Dylan labored lengthy hours as a supply driver earlier than his arrest, and Bernard stays involved about how lengthy he’ll need to keep at school.
Staffers at ELLIS are engaged on discovering him an internship that permits him to earn cash whereas studying new expertise and burnishing his school resume.
Dylan mentioned he’s prepared to remain at ELLIS “so long as it takes.”
An Unsure Future
Dylan’s arrest, and the aggressive escalation in immigration enforcement it represented, forged an extended shadow over ELLIS over the previous 10 months, reaching into each facet of its work.
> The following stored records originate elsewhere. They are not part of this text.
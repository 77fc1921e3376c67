//! SaveVault command-line client
//!
//! Calculator, plan browser, deposit report and admin totals over a JSON
//! snapshot of the savings bank contracts, plus a watch loop that reports
//! maturities and closures as they happen.

use anyhow::{Context, Result};
use clap::{Parser, Subcommand};
use savevault_model::{format_amount, parse_amount, rate_breakdown, Plan, Quote, RateBreakdown, Timestamp};
use savevault_portfolio::{
    build_portfolio, report, vault_overview, ClosedDeposits, Config, Snapshot, WatchEvent, Watcher,
};
use serde::Serialize;
use std::path::{Path, PathBuf};
use std::time::{Duration, SystemTime, UNIX_EPOCH};
use tokio::time;

#[derive(Parser)]
#[command(name = "savevault", version, about = "Fixed-term savings vault client")]
struct Cli {
    /// Print JSON instead of text
    #[arg(long, global = true)]
    json: bool,

    #[command(subcommand)]
    command: Command,
}

#[derive(Subcommand)]
enum Command {
    /// Quote interest and payouts for an amount and term
    Calc {
        /// Token amount, e.g. 10000 or 12.5
        #[arg(long)]
        amount: String,
        #[arg(long, default_value_t = 90)]
        days: u32,
        /// Defaults to the configured plan with the same duration
        #[arg(long)]
        apr_bps: Option<u32>,
        #[arg(long)]
        penalty_bps: Option<u32>,
    },

    /// List plans with a quote for each
    Plans {
        #[arg(long)]
        snapshot: Option<PathBuf>,
        /// Quote this amount instead of each plan's minimum
        #[arg(long)]
        amount: Option<String>,
    },

    /// Show a wallet's deposits grouped by state
    Deposits {
        #[arg(long, env = "SAVEVAULT_WALLET")]
        wallet: String,
        #[arg(long)]
        snapshot: Option<PathBuf>,
        /// Evaluate at this unix time instead of now
        #[arg(long)]
        now: Option<Timestamp>,
    },

    /// Vault-wide totals
    Overview {
        #[arg(long)]
        snapshot: Option<PathBuf>,
        #[arg(long)]
        now: Option<Timestamp>,
    },

    /// Re-read the snapshot periodically and log state changes
    Watch {
        #[arg(long, env = "SAVEVAULT_WALLET")]
        wallet: String,
        #[arg(long)]
        snapshot: Option<PathBuf>,
    },

    /// Write a default config file
    InitConfig {
        #[arg(long, default_value = "savevault.toml")]
        path: String,
    },
}

#[tokio::main]
async fn main() -> Result<()> {
    env_logger::Builder::from_env(env_logger::Env::default().default_filter_or("info")).init();

    let cli = Cli::parse();

    if let Command::InitConfig { path } = &cli.command {
        return Config::write_default(path);
    }

    let config = Config::load().unwrap_or_else(|e| {
        log::warn!("Failed to load config ({:#}), using default Sepolia config", e);
        Config::default_sepolia()
    });
    log::debug!(
        "Chain {}, savings bank {}",
        config.chain_id,
        config.savings_bank_address
    );

    match cli.command {
        Command::Calc {
            amount,
            days,
            apr_bps,
            penalty_bps,
        } => run_calc(&config, &amount, days, apr_bps, penalty_bps, cli.json),
        Command::Plans { snapshot, amount } => {
            let snapshot = load_snapshot(&config, snapshot.as_deref())?;
            let amount = amount
                .map(|a| parse_amount(&a).context(format!("Invalid amount: {}", a)))
                .transpose()?;
            let offers = report::plan_offers(snapshot.plans(), amount);
            if cli.json {
                print_json(&offers)
            } else {
                print!("{}", report::render_plans(&offers));
                Ok(())
            }
        }
        Command::Deposits {
            wallet,
            snapshot,
            now,
        } => {
            let snapshot = load_snapshot(&config, snapshot.as_deref())?;
            let now = match now {
                Some(now) => now,
                None => unix_now()?,
            };
            let mut closed = load_closed(&config)?;
            let portfolio = build_portfolio(&snapshot, &wallet, now, &mut closed);
            closed.save().context("Failed to save closed-deposit store")?;

            if cli.json {
                print_json(&portfolio)
            } else {
                print!("{}", report::render_portfolio(&portfolio));
                Ok(())
            }
        }
        Command::Overview { snapshot, now } => {
            let snapshot = load_snapshot(&config, snapshot.as_deref())?;
            let now = match now {
                Some(now) => now,
                None => unix_now()?,
            };
            let overview = vault_overview(&snapshot, now);
            if cli.json {
                print_json(&overview)
            } else {
                print!("{}", report::render_overview(&overview));
                Ok(())
            }
        }
        Command::Watch { wallet, snapshot } => {
            let path = snapshot.unwrap_or_else(|| config.snapshot_path());
            watch(&config, &wallet, &path).await
        }
        Command::InitConfig { .. } => Ok(()),
    }
}

fn run_calc(
    config: &Config,
    amount: &str,
    days: u32,
    apr_bps: Option<u32>,
    penalty_bps: Option<u32>,
    json: bool,
) -> Result<()> {
    let principal = parse_amount(amount).context(format!("Invalid amount: {}", amount))?;
    let preset = config.preset_for_days(days);

    let apr_bps = apr_bps
        .or(preset.map(|p| p.apr_bps))
        .unwrap_or(config.default_apr_bps);
    let penalty_bps = penalty_bps.or(preset.map(|p| p.penalty_bps)).unwrap_or(0);

    let plan = Plan {
        plan_id: 0,
        name: preset.map(|p| p.name.clone()).unwrap_or_default(),
        duration_days: days,
        apr_bps,
        min_deposit: 0,
        max_deposit: 0,
        early_withdraw_penalty_bps: penalty_bps,
        enabled: true,
    };
    let quote = plan.quote(principal);

    if json {
        #[derive(Serialize)]
        struct CalcOutput {
            apr_bps: u32,
            term_days: u32,
            penalty_bps: u32,
            quote: Quote,
            breakdown: RateBreakdown,
        }
        print_json(&CalcOutput {
            apr_bps,
            term_days: days,
            penalty_bps,
            quote,
            breakdown: rate_breakdown(apr_bps, days, &quote),
        })
    } else {
        print!("{}", report::render_quote(&quote, apr_bps, days, penalty_bps));
        Ok(())
    }
}

/// Poll the snapshot and log deposits that matured or closed since the last tick
async fn watch(config: &Config, wallet: &str, snapshot_path: &Path) -> Result<()> {
    let mut closed = load_closed(config)?;
    let mut watcher = Watcher::new();

    log::info!(
        "Watching {} via {} every {}s",
        wallet,
        snapshot_path.display(),
        config.poll_interval_secs
    );

    let mut interval = time::interval(Duration::from_secs(config.poll_interval_secs.max(1)));

    loop {
        tokio::select! {
            _ = interval.tick() => {}
            _ = tokio::signal::ctrl_c() => {
                log::info!("Stopping watch");
                break;
            }
        }

        if let Err(e) = watch_tick(wallet, snapshot_path, &mut closed, &mut watcher) {
            log::error!("Watch tick failed: {:#}", e);
        }
    }

    closed.save().context("Failed to save closed-deposit store")?;
    Ok(())
}

fn watch_tick(
    wallet: &str,
    snapshot_path: &Path,
    closed: &mut ClosedDeposits,
    watcher: &mut Watcher,
) -> Result<()> {
    let snapshot = Snapshot::load(snapshot_path)?;
    let now = unix_now()?;
    let portfolio = build_portfolio(&snapshot, wallet, now, closed);

    for event in watcher.observe(&portfolio) {
        match event {
            WatchEvent::Matured {
                deposit_id,
                maturity_amount,
            } => log::info!(
                "Deposit {} reached maturity, {} available",
                deposit_id,
                format_amount(maturity_amount)
            ),
            WatchEvent::Moved { deposit_id, from, to } => {
                log::info!("Deposit {}: {} -> {}", deposit_id, from.as_str(), to.as_str())
            }
            WatchEvent::Appeared { deposit_id, bucket } => {
                log::info!("New deposit {} ({})", deposit_id, bucket.as_str())
            }
        }
    }

    if let Some(next) = watcher.queue().peek() {
        log::debug!(
            "Next maturity: deposit {} at {} ({} queued)",
            next.deposit_id,
            next.maturity_time,
            watcher.queue().len()
        );
    }

    let needs_action = portfolio.views().filter(|v| v.bucket.needs_action()).count();
    if needs_action > 0 {
        log::info!("{} matured deposit(s) awaiting withdrawal or renewal", needs_action);
    }

    closed.save()?;
    Ok(())
}

fn load_snapshot(config: &Config, path: Option<&Path>) -> Result<Snapshot> {
    let path = path.map(Path::to_path_buf).unwrap_or_else(|| config.snapshot_path());
    let snapshot = Snapshot::load(&path)?;
    if snapshot.chain_id != config.chain_id {
        log::warn!(
            "Snapshot is for chain {}, config expects {}",
            snapshot.chain_id,
            config.chain_id
        );
    }
    Ok(snapshot)
}

fn load_closed(config: &Config) -> Result<ClosedDeposits> {
    let path = config.closed_store_path();
    ClosedDeposits::load(&path)
        .context(format!("Failed to load closed-deposit store {}", path.display()))
}

fn unix_now() -> Result<Timestamp> {
    let secs = SystemTime::now()
        .duration_since(UNIX_EPOCH)
        .context("System clock is before the unix epoch")?
        .as_secs();
    Timestamp::try_from(secs).context("System clock out of range")
}

fn print_json<T: Serialize + ?Sized>(value: &T) -> Result<()> {
    let text = serde_json::to_string_pretty(value).context("Failed to serialize output")?;
    println!("{}", text);
    Ok(())
}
College students had begun to speak extra brazenly about self-deportation. Stress to desert faculty for work grew as college students confronted their diminished prospects for constructing a future within the U.S. And ELLIS’ enrollment, like that at immigrant-heavy colleges throughout town, has declined as border crossings slowed to a trickle.
Lots of the ELLIS college students who greeted Dylan Tuesday with tearful hugs and exclamations like “bienvenidos, loco!” (welcome again, loopy!) had endured their very own brushes with immigration enforcement.
Dylan noticed a good friend whose mom was deported whereas he was in detention, leaving her with out a strategy to pay hire or take care of her toddler throughout faculty hours. Dylan’s good friend Bridget is contemplating returning to Ecuador partly due to the worry of ICE. One other pupil noticed Dylan’s ankle monitor and requested a employees member what the machine did, including that her dad had one too, Bernard mentioned.
And when Dylan greeted two fellow Venezuelan college students, one requested if he’d needed to sleep on the ground — noting that’s the place he’d slept after being detained whereas crossing the border. “I do know the ground,” Dylan responded with a wry smile.
Throughout lunch time, Dylan settled right into a sales space with mates and munched on mozzarella sticks. He had a newfound appreciation for varsity cafeteria meals.
His friendships had been what Dylan missed most about ELLIS, and there was heaps to make amends for. The dialog quickly turned to an abnormal highschool concern: Dylan had to determine what colour to dye his hair subsequent.